Recently, a coalition named With Us for Us (WUFU) has sought to reconfigure the PILOT program, finding the anchor institutions’ financial contributions insufficient. WUFU is made up of representatives from a number of labor unions and community organizations, including CASA, Organizing Black, TRU, 1199SEIU, SHARE Baltimore and Community Wealth Builders.

In an email to The News-Letter, Communications Coordinator of WUFU Leyla Adali explained that the primary purpose of the initiative is to address the wealth disparity in Baltimore.

“The general purpose of this initiative is to address the massive wealth disparity in Baltimore,” she wrote. “Anchor institutions have a role to play in this, not just because of their wealth and their relatively low tax contributions, but also because they're part of the Baltimore community — and some of the city's most financially disadvantaged residents live very close to these institutions.”

To that purpose, WUFU has drafted a ballot question that will amend the Charter of Baltimore City to create a Community Wealth Building Fund. In the ballot question, which has already been approved by the Maryland Board of Elections, WUFU explained the purpose of the Fund.

“[The Fund will] be used exclusively to provide broadly defined projects and programs related to expanding community ownership such as worker-owned cooperative businesses, community-owned land trusts, agriculture, investment funds, financial institutions and utilities,” it wrote.

In terms of the source revenue, the Fund will either be drawn from existing property tax revenues at a rate of $0.06 per $100 of all assessable property (amounting to approximately $26 million), or an equivalent amount in contributions from the 15 nonprofit anchor institutions that are part of PILOT. Adali indicated that WUFU prefers the latter option, which will require a renegotiation of PILOT.

This is not the first time that the PILOT deal has come under scrutiny. In 2019, the Coalition for a Humane Hopkins rallied outside Baltimore City Hall to demand a renegotiation of the deal. Motivated by a dire need for additional revenue sources, the City Council held a Committee of the Whole Informational Hearing to investigate the possible renegotiation of the PILOT agreement.

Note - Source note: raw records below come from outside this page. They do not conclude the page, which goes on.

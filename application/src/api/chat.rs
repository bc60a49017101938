//! Study assistant chat endpoints.

use axum::Json;
use serde::{Deserialize, Serialize};
use service::{
    command::{
        clear_chat_history, send_chat_message, Command as _,
        ClearChatHistory, SendChatMessage,
    },
    domain::chat::{self, history},
    query,
};

use crate::{
    api::{ApiError, ChatMessage},
    define_error, AsError, Context, Error,
};

/// Number of latest messages returned by the history endpoint.
const HISTORY_LIMIT: usize = 50;

/// `GET /api/chat` response payload.
#[derive(Debug, Serialize)]
pub struct HistoryResponse {
    /// Latest messages of the conversation, oldest first.
    pub messages: Vec<ChatMessage>,
}

/// Returns the latest messages of the current user's conversation.
pub async fn history(ctx: Context) -> Result<Json<HistoryResponse>, Error> {
    let session = ctx.current_session().await?;

    let messages = ctx
        .service()
        .execute(query::chat::History::by(history::Filter {
            user_id: session.user_id,
            last: Some(HISTORY_LIMIT),
        }))
        .await
        .map_err(AsError::into_error)?;

    Ok(Json(HistoryResponse {
        messages: messages.into_iter().map(Into::into).collect(),
    }))
}

/// `POST /api/chat` request payload.
#[derive(Debug, Deserialize)]
pub struct SendRequest {
    /// Text of the message to send.
    pub message: String,
}

/// `POST /api/chat` response payload.
#[derive(Debug, Serialize)]
#[serde(rename_all = "camelCase")]
pub struct SendResponse {
    /// The persisted message of the user.
    pub user_message: ChatMessage,

    /// The persisted reply of the assistant.
    pub ai_message: ChatMessage,
}

/// Sends a message to the study assistant and returns both sides of the
/// exchange.
pub async fn send(
    ctx: Context,
    Json(req): Json<SendRequest>,
) -> Result<Json<SendResponse>, Error> {
    let session = ctx.current_session().await?;

    // Keyed by user rather than IP: chatting is authenticated, and the
    // expensive part is the model call made on the user's behalf.
    let quota = ctx.settings().rate_limits.chat;
    if !ctx.service().limiter().admit(
        format!("chat:{}", session.user_id),
        quota.max_requests,
        quota.window,
    ) {
        return Err(ApiError::TooManyAttempts.into());
    }

    let message =
        chat::Content::new(req.message).ok_or(ChatError::InvalidMessage)?;

    let output = ctx
        .service()
        .execute(SendChatMessage {
            user_id: session.user_id,
            message,
        })
        .await
        .map_err(AsError::into_error)?;

    Ok(Json(SendResponse {
        user_message: output.user_message.into(),
        ai_message: output.assistant_message.into(),
    }))
}

/// Clears the conversation of the current user.
pub async fn clear(ctx: Context) -> Result<Json<serde_json::Value>, Error> {
    let session = ctx.current_session().await?;

    ctx.service()
        .execute(ClearChatHistory {
            user_id: session.user_id,
        })
        .await
        .map_err(AsError::into_error)?;

    Ok(Json(serde_json::json!({ "success": true })))
}

impl AsError for send_chat_message::ExecutionError {
    fn try_as_error(&self) -> Option<Error> {
        match self {
            Self::Ai(_) | Self::Db(_) => None,
        }
    }
}

impl AsError for clear_chat_history::ExecutionError {
    fn try_as_error(&self) -> Option<Error> {
        match self {
            Self::Db(_) => None,
        }
    }
}

define_error! {
    enum ChatError {
        #[code = "INVALID_MESSAGE"]
        #[status = BAD_REQUEST]
        #[message = "Message must be between 1 and 2000 characters"]
        InvalidMessage,
    }
}
//! [`Command`] for completing a [`User`]'s onboarding.

use common::{
    operations::{By, Insert, Select, Update, Upsert},
    DateTime,
};
use derive_more::{Display, Error, From};
use tracerr::Traced;

use crate::{
    domain::{skill, user, Skill, User},
    infra::{database, Database},
    Service,
};

use super::Command;

/// [`Command`] for completing a [`User`]'s onboarding.
///
/// Records the study profile, persists the diagnostic outcomes and derives
/// an initial [`Skill`] score per assessed subject.
#[derive(Clone, Debug)]
pub struct CompleteOnboarding {
    /// ID of the onboarded [`User`].
    pub user_id: user::Id,

    /// Study [`Level`] chosen by the [`User`].
    ///
    /// [`Level`]: user::Level
    pub level: Option<user::Level>,

    /// Study [`Objective`]s chosen by the [`User`].
    ///
    /// [`Objective`]: user::Objective
    pub objectives: Vec<user::Objective>,

    /// Outcomes of the diagnostic quizzes taken during onboarding.
    pub diagnostics: Vec<Diagnostic>,
}

/// Single diagnostic quiz outcome of a [`CompleteOnboarding`] [`Command`].
#[derive(Clone, Debug)]
pub struct Diagnostic {
    /// [`Name`] of the assessed subject.
    ///
    /// [`Name`]: skill::Name
    pub subject: skill::Name,

    /// Number of correctly answered questions.
    pub score: u32,

    /// Total number of questions in the quiz.
    pub total: u32,

    /// [`Area`]s the [`User`] struggled with.
    ///
    /// [`Area`]: skill::Area
    pub weak_areas: Vec<skill::Area>,
}

impl<Db, Ai> Command<CompleteOnboarding> for Service<Db, Ai>
where
    Db: Database<
            Select<By<Option<User>, user::Id>>,
            Ok = Option<User>,
            Err = Traced<database::Error>,
        > + Database<Update<User>, Ok = (), Err = Traced<database::Error>>
        + Database<
            Insert<skill::DiagnosticResult>,
            Ok = (),
            Err = Traced<database::Error>,
        > + Database<Upsert<Skill>, Ok = (), Err = Traced<database::Error>>,
{
    type Ok = User;
    type Err = Traced<ExecutionError>;

    async fn execute(
        &self,
        cmd: CompleteOnboarding,
    ) -> Result<Self::Ok, Self::Err> {
        use ExecutionError as E;

        let CompleteOnboarding {
            user_id,
            level,
            objectives,
            diagnostics,
        } = cmd;

        let mut user = self
            .database()
            .execute(Select(By::new(user_id)))
            .await
            .map_err(tracerr::map_from_and_wrap!(=> E))?
            .ok_or(E::UserNotExists(user_id))
            .map_err(tracerr::wrap!())?;

        user.level = level;
        user.objectives = objectives;
        user.onboarding_complete = true;

        self.database()
            .execute(Update(user.clone()))
            .await
            .map_err(tracerr::map_from_and_wrap!(=> E))?;

        for diagnostic in diagnostics {
            let Diagnostic {
                subject,
                score,
                total,
                weak_areas,
            } = diagnostic;

            self.database()
                .execute(Insert(skill::DiagnosticResult {
                    id: skill::Id::new(),
                    user_id,
                    subject: subject.clone(),
                    score,
                    total,
                    weak_areas,
                    created_at: DateTime::now().coerce(),
                }))
                .await
                .map_err(tracerr::map_from_and_wrap!(=> E))?;

            self.database()
                .execute(Upsert(Skill {
                    user_id,
                    name: subject,
                    score: skill::Score::from_ratio(score, total),
                }))
                .await
                .map_err(tracerr::map_from_and_wrap!(=> E))?;
        }

        Ok(user)
    }
}

/// Error of [`CompleteOnboarding`] [`Command`] execution.
#[derive(Debug, Display, Error, From)]
pub enum ExecutionError {
    /// [`Database`] error.
    #[display("`Database` operation failed: {_0}")]
    Db(database::Error),

    /// [`User`] with the provided ID does not exist.
    #[display("`User(id: {_0})` does not exist")]
    #[from(ignore)]
    UserNotExists(#[error(not(source))] user::Id),
}
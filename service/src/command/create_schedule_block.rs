//! [`Command`] for adding a [`Block`] to a schedule.

use common::{operations::Insert, DateTime};
use derive_more::{Display, Error, From};
use tracerr::Traced;

#[cfg(doc)]
use crate::domain::User;
use crate::{
    domain::{
        schedule::{self, block, Block},
        user,
    },
    infra::{database, Database},
    Service,
};

use super::Command;

/// [`Command`] for adding a [`Block`] to a [`User`]'s weekly schedule.
#[derive(Clone, Debug)]
pub struct CreateScheduleBlock {
    /// ID of the [`User`] owning the new [`Block`].
    pub user_id: user::Id,

    /// [`Title`] of the new [`Block`].
    ///
    /// [`Title`]: block::Title
    pub title: block::Title,

    /// [`DayOfWeek`] of the new [`Block`].
    ///
    /// [`DayOfWeek`]: schedule::DayOfWeek
    pub day_of_week: schedule::DayOfWeek,

    /// Start [`ClockTime`] of the new [`Block`].
    ///
    /// [`ClockTime`]: schedule::ClockTime
    pub start_time: schedule::ClockTime,

    /// End [`ClockTime`] of the new [`Block`].
    ///
    /// [`ClockTime`]: schedule::ClockTime
    pub end_time: schedule::ClockTime,

    /// [`Kind`] of the new [`Block`].
    ///
    /// [`Kind`]: block::Kind
    pub kind: block::Kind,

    /// Display [`Color`] of the new [`Block`].
    ///
    /// [`Color`]: schedule::Color
    pub color: Option<schedule::Color>,
}

impl<Db, Ai> Command<CreateScheduleBlock> for Service<Db, Ai>
where
    Db: Database<Insert<Block>, Ok = (), Err = Traced<database::Error>>,
{
    type Ok = Block;
    type Err = Traced<ExecutionError>;

    async fn execute(
        &self,
        cmd: CreateScheduleBlock,
    ) -> Result<Self::Ok, Self::Err> {
        use ExecutionError as E;

        let CreateScheduleBlock {
            user_id,
            title,
            day_of_week,
            start_time,
            end_time,
            kind,
            color,
        } = cmd;

        let block = Block {
            id: block::Id::new(),
            user_id,
            title,
            day_of_week,
            start_time,
            end_time,
            kind,
            color,
            created_at: DateTime::now().coerce(),
        };

        self.database()
            .execute(Insert(block.clone()))
            .await
            .map_err(tracerr::map_from_and_wrap!(=> E))?;

        Ok(block)
    }
}

/// Error of [`CreateScheduleBlock`] [`Command`] execution.
#[derive(Debug, Display, Error, From)]
pub enum ExecutionError {
    /// [`Database`] error.
    #[display("`Database` operation failed: {_0}")]
    Db(database::Error),
}
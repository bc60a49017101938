//! [`Query`] collection related to [`Skill`]s.

use common::operations::By;

use crate::domain::{user, Skill};
#[cfg(doc)]
use crate::{domain::User, Query};

use super::DatabaseQuery;

/// Queries all the [`Skill`]s of a [`User`], ordered by name.
pub type ByUser = DatabaseQuery<By<Vec<Skill>, user::Id>>;
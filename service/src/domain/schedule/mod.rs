//! Weekly schedule definitions.

pub mod block;
pub mod revision;

use std::{str::FromStr, sync::LazyLock};

use derive_more::{AsRef, Display, Into};
use regex::Regex;
use serde::{Serialize, Serializer};

pub use self::{block::Block, revision::Slot as RevisionSlot};

/// Day of a week, `0` being Sunday and `6` Saturday.
#[derive(
    Clone, Copy, Debug, Display, Eq, Hash, Into, Ord, PartialEq, PartialOrd,
)]
pub struct DayOfWeek(u8);

impl DayOfWeek {
    /// Creates a new [`DayOfWeek`] if the given `day` is in the `0..=6`
    /// range.
    #[must_use]
    pub fn new(day: u8) -> Option<Self> {
        (day <= 6).then_some(Self(day))
    }
}

impl Serialize for DayOfWeek {
    fn serialize<S: Serializer>(&self, se: S) -> Result<S::Ok, S::Error> {
        se.serialize_u8(self.0)
    }
}

/// Wall-clock time in `HH:MM` form.
#[derive(
    AsRef, Clone, Debug, Display, Eq, Into, Ord, PartialEq, PartialOrd,
    Serialize,
)]
#[as_ref(str, String)]
pub struct ClockTime(String);

impl ClockTime {
    /// Creates a new [`ClockTime`] if the given `time` is a valid `HH:MM`
    /// 24-hour time.
    #[must_use]
    pub fn new(time: impl AsRef<str>) -> Option<Self> {
        /// Regular expression checking [`ClockTime`] format.
        static REGEX: LazyLock<Regex> = LazyLock::new(|| {
            Regex::new(r"^([01][0-9]|2[0-3]):[0-5][0-9]$")
                .expect("valid regex")
        });

        let time = time.as_ref();
        REGEX.is_match(time).then(|| Self(time.to_owned()))
    }
}

impl FromStr for ClockTime {
    type Err = &'static str;

    fn from_str(s: &str) -> Result<Self, Self::Err> {
        Self::new(s).ok_or("invalid `ClockTime`")
    }
}

/// Display color of a schedule entry.
#[derive(AsRef, Clone, Debug, Display, Eq, Into, PartialEq, Serialize)]
#[as_ref(str, String)]
pub struct Color(String);

impl Color {
    /// Creates a new [`Color`] if the given `color` is valid.
    ///
    /// The `color` is sanitized before validation.
    #[must_use]
    pub fn new(color: impl AsRef<str>) -> Option<Self> {
        let color = crate::sanitize::text(color.as_ref());
        (!color.is_empty() && color.chars().count() <= 32)
            .then_some(Self(color))
    }
}

#[cfg(test)]
mod clock_time_spec {
    use super::ClockTime;

    #[test]
    fn accepts_24_hour_times() {
        assert!(ClockTime::new("00:00").is_some());
        assert!(ClockTime::new("09:30").is_some());
        assert!(ClockTime::new("23:59").is_some());
    }

    #[test]
    fn rejects_out_of_range_and_malformed_times() {
        assert!(ClockTime::new("24:00").is_none());
        assert!(ClockTime::new("12:60").is_none());
        assert!(ClockTime::new("9:30").is_none());
        assert!(ClockTime::new("0930").is_none());
        assert!(ClockTime::new("midnight").is_none());
    }
}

However, the 2019 push for renegotiation was ultimately unsuccessful.

Adali expressed that the current moment is an important time to advocate for change.

“One reason why coalition members are interested in spearheading this initiative right now is that the PILOT agreement with 15 institutions in Baltimore is up in 2026,” she said. “Getting this on the ballot in 2024 will allow the city to negotiate a better deal with these anchor institutions.”

In order for the proposed ballot question to be included on the voting ballot in November, WUFU will need to collect over 10,000 petition signatures from Baltimoreans by July.

TRU emphasized that the purpose of the amendment is to create community wealth, power and agency, particularly in historically Black neighborhoods in Baltimore that have suffered from decades of disinvestment.

“The amendment is crucial to create pressure on Hopkins and other anchor institutions that have relied on this city in building their wealth and power, to begin to meaningfully contribute to a community wealth building initiative,” TRU wrote. “This is a step in beginning to address the consequences of a long history of disinvestment and rebuild wealth in our communities.”

TRU added that the mission of this coalition aligns with its core pillar, which is a commitment to the city of Baltimore.

“Our membership, the graduate workers of Hopkins, are members of the Baltimore community, and our wellbeing is deeply intertwined with that of our city and communities,” TRU wrote. “We believe it's imperative for us to work toward building community power and wealth in solidarity. Our role in WUFU is a direct embodiment of these values.”

To ensure community power and agency, the amendment will authorize the creation of a 15-member commission to oversee the community wealth building fund. The members will be appointed by the mayor and represent a diverse constituency with relevant expertise.

“Crucially, there is room for citizens to be on this commission so that everyday Baltimoreans get a seat at the table,” Adali said.